Search the records for "slot". Copy every line where it appears.

[Extracted information Boundary: Start]

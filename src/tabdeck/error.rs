use thiserror::Error;

/// Failure inside a [`BlobStore`](crate::store::BlobStore) backend.
#[derive(Error, Debug)]
pub enum StoreError {
    #[error("IO error: {0}")]
    Io(#[from] std::io::Error),

    #[error("Store error: {0}")]
    Backend(String),
}

/// Failure while saving state to the persistence slot.
#[derive(Error, Debug)]
pub enum PersistError {
    #[error("Serialization error: {0}")]
    Serialization(#[from] serde_json::Error),

    #[error("Store error: {0}")]
    Store(#[from] StoreError),
}

/// Failure while loading state from the persistence slot.
///
/// Callers treat both variants the same way: there is no usable persisted
/// state, fall back to the default seed.
#[derive(Error, Debug)]
pub enum LoadError {
    #[error("No saved state")]
    Absent,

    #[error("Saved state is corrupt: {0}")]
    Corrupt(String),
}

[Extracted information Boundary: End]

» **Task solution**:
/// Failure while saving state to the persistence slot.
/// Failure while loading state from the persistence slot.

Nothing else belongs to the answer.